Symptoms of substance use disorder include:

  • Drug-seeking, securing, and using behaviors that develop into a priority 
  • Continuing using drugs despite harmful consequences
  • Uncontrollable use (i.e., having trouble reducing or stopping use)
  • Neglecting social and work obligations because of drug use
  • Tolerance for the substance as your body adapts to the drug, leading to cravings for larger or more frequent doses
  • Withdrawal symptoms that differ based on drug type
  • Brain changes in areas that are critical for judgment, decision-making, learning, memory, and behavior control

Causes of SUD and Dependency

About half the risk of developing an addiction or substance use disorder is caused by genetics. The reason is that genes affect how someone experiences reward when initially using a substance, as well as the way the body processes alcohol or other drugs.

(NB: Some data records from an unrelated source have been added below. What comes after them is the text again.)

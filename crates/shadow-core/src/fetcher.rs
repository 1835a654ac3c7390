//! One-shot thread reads with seed fallback.

use crate::diagnostics::Diagnostics;
use crate::models::{Comment, ThreadId};
use crate::remote::CommentStore;
use crate::seed::{generate_seeds, DEFAULT_SEED_COUNT};

#[derive(Debug, Clone, Copy, PartialEq, Eq)]
pub struct FetchOptions {
    /// Fill empty or failed reads with seed comments.
    pub allow_seeds: bool,
    /// How many seeds to generate.
    pub seed_min: usize,
}

impl Default for FetchOptions {
    fn default() -> Self {
        Self {
            allow_seeds: true,
            seed_min: DEFAULT_SEED_COUNT,
        }
    }
}

/// Result of a read: always a renderable list, plus the failure if any.
#[derive(Debug, Clone, PartialEq, Eq)]
pub struct FetchOutcome {
    pub thread_id: ThreadId,
    pub comments: Vec<Comment>,
    pub error: Option<Diagnostics>,
    /// `comments` are seeds rather than persisted rows.
    pub seeded: bool,
}

#[derive(Debug, Clone)]
pub struct Fetcher<S> {
    store: S,
}

impl<S: CommentStore> Fetcher<S> {
    pub const fn new(store: S) -> Self {
        Self { store }
    }

    /// Read `thread_id`. Never fails: remote errors are classified into
    /// `error` and, when seeds are allowed, the list is filled with seeds.
    pub async fn fetch(&self, thread_id: &ThreadId, options: FetchOptions) -> FetchOutcome {
        match self.store.fetch_thread(thread_id).await {
            Ok(mut comments) if !comments.is_empty() => {
                comments.sort_by_key(|comment| comment.created_at);
                tracing::debug!(%thread_id, count = comments.len(), "Fetched comments");
                FetchOutcome {
                    thread_id: thread_id.clone(),
                    comments,
                    error: None,
                    seeded: false,
                }
            }
            Ok(_) => {
                tracing::debug!(%thread_id, "Thread is empty");
                Self::fallback(thread_id, options, None)
            }
            Err(error) => {
                let diagnostics = Diagnostics::classify(&error);
                tracing::warn!(
                    %thread_id,
                    code = diagnostics.raw_code.as_deref().unwrap_or(""),
                    kind = ?diagnostics.kind(),
                    "Comments fetch failed: {}",
                    diagnostics.raw_message
                );
                Self::fallback(thread_id, options, Some(diagnostics))
            }
        }
    }

    fn fallback(
        thread_id: &ThreadId,
        options: FetchOptions,
        error: Option<Diagnostics>,
    ) -> FetchOutcome {
        let comments = if options.allow_seeds {
            generate_seeds(thread_id, options.seed_min)
        } else {
            Vec::new()
        };
        FetchOutcome {
            thread_id: thread_id.clone(),
            seeded: !comments.is_empty(),
            comments,
            error,
        }
    }
}

#[cfg(test)]
mod tests {
    use chrono::{Duration, Utc};
    use pretty_assertions::assert_eq;

    use super::*;
    use crate::error::RemoteError;
    use crate::models::CommentId;
    use crate::remote::MemoryCommentStore;

    fn persisted(id: &str, minutes_ago: i64) -> Comment {
        Comment {
            id: CommentId::new(id),
            thread_id: ThreadId::new("abc123"),
            author_id: "user-1".to_string(),
            body: format!("body {id}"),
            parent_id: None,
            timestamp_seconds: None,
            created_at: Utc::now() - Duration::minutes(minutes_ago),
            is_deleted: false,
            is_seed: false,
        }
    }

    #[tokio::test(flavor = "current_thread")]
    async fn empty_thread_is_seeded_without_error() {
        let fetcher = Fetcher::new(MemoryCommentStore::new());
        let outcome = fetcher
            .fetch(
                &ThreadId::new("abc123"),
                FetchOptions {
                    allow_seeds: true,
                    seed_min: 4,
                },
            )
            .await;

        assert_eq!(outcome.comments.len(), 4);
        assert!(outcome.comments.iter().all(|comment| comment.is_seed));
        assert_eq!(outcome.error, None);
        assert!(outcome.seeded);
    }

    #[tokio::test(flavor = "current_thread")]
    async fn empty_thread_without_seeds_is_empty() {
        let fetcher = Fetcher::new(MemoryCommentStore::new());
        let outcome = fetcher
            .fetch(
                &ThreadId::new("abc123"),
                FetchOptions {
                    allow_seeds: false,
                    seed_min: 4,
                },
            )
            .await;
        assert!(outcome.comments.is_empty());
        assert!(!outcome.seeded);
        assert_eq!(outcome.error, None);
    }

    #[tokio::test(flavor = "current_thread")]
    async fn failure_never_renders_blank() {
        let store = MemoryCommentStore::new();
        store.fail_fetches_with(RemoteError::transport("connection refused"));
        let fetcher = Fetcher::new(store);

        for seed_min in [1, 4, 9] {
            let outcome = fetcher
                .fetch(
                    &ThreadId::new("abc123"),
                    FetchOptions {
                        allow_seeds: true,
                        seed_min,
                    },
                )
                .await;
            assert!(outcome.comments.len() >= seed_min);
            assert!(outcome.seeded);
            let error = outcome.error.unwrap();
            assert!(!error.table_missing);
            assert!(!error.permission_denied);
        }
    }

    #[tokio::test(flavor = "current_thread")]
    async fn failure_without_seeds_returns_error_and_empty_list() {
        let store = MemoryCommentStore::new();
        store.fail_fetches_with(RemoteError::new("42P01", "relation does not exist"));
        let outcome = Fetcher::new(store)
            .fetch(
                &ThreadId::new("abc123"),
                FetchOptions {
                    allow_seeds: false,
                    seed_min: 4,
                },
            )
            .await;
        assert!(outcome.comments.is_empty());
        assert!(outcome.error.unwrap().table_missing);
    }

    #[tokio::test(flavor = "current_thread")]
    async fn persisted_rows_are_returned_in_order() {
        let store = MemoryCommentStore::with_rows([persisted("b", 1), persisted("a", 5)]);
        let outcome = Fetcher::new(store)
            .fetch(&ThreadId::new("abc123"), FetchOptions::default())
            .await;

        let ids = outcome
            .comments
            .iter()
            .map(|comment| comment.id.as_str())
            .collect::<Vec<_>>();
        assert_eq!(ids, vec!["a", "b"]);
        assert!(!outcome.seeded);
        assert_eq!(outcome.error, None);
    }
}
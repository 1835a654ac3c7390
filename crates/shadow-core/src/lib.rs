//! shadow-core - Comment sync layer for Shadow Comments
//!
//! This crate contains the models, remote adapters and the thread-scoped
//! sync logic behind the overlay comment thread shown next to externally
//! hosted videos: fetching with seed fallback, realtime merging, and
//! authenticated posting.

pub mod auth;
pub mod backend;
pub mod config;
pub mod diagnostics;
pub mod error;
pub mod fetcher;
pub mod models;
pub mod remote;
pub mod seed;
pub mod state;
pub mod supabase;
pub mod sync;
pub mod util;
pub mod writer;

pub use backend::Backend;
pub use config::ShadowConfig;
pub use diagnostics::{DiagnosticKind, Diagnostics};
pub use error::{Error, RemoteError, Result};
pub use fetcher::{FetchOptions, FetchOutcome, Fetcher};
pub use models::{Comment, CommentDraft, CommentId, NewComment, ThreadId, BOT_AUTHOR_ID};
pub use state::{SyncAction, SyncPhase, ThreadState};
pub use sync::SyncController;
pub use writer::Writer;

Other contributing factors include:

  • Environmental stressors, such as not feeling safe at home or undergoing trauma
  • Social pressures and norms, such as peer pressure
  • Individual personality characteristics
  • Psychiatric problems

Dependency is caused by the ongoing presence of a drug in your system. For example, a person may become physically dependent on antidepressant medications prescribed to treat depression, even experiencing withdrawal symptoms when tapering down or stopping using. This is because your body has adapted to having the drug. It is not the same as being addicted to an antidepressant. 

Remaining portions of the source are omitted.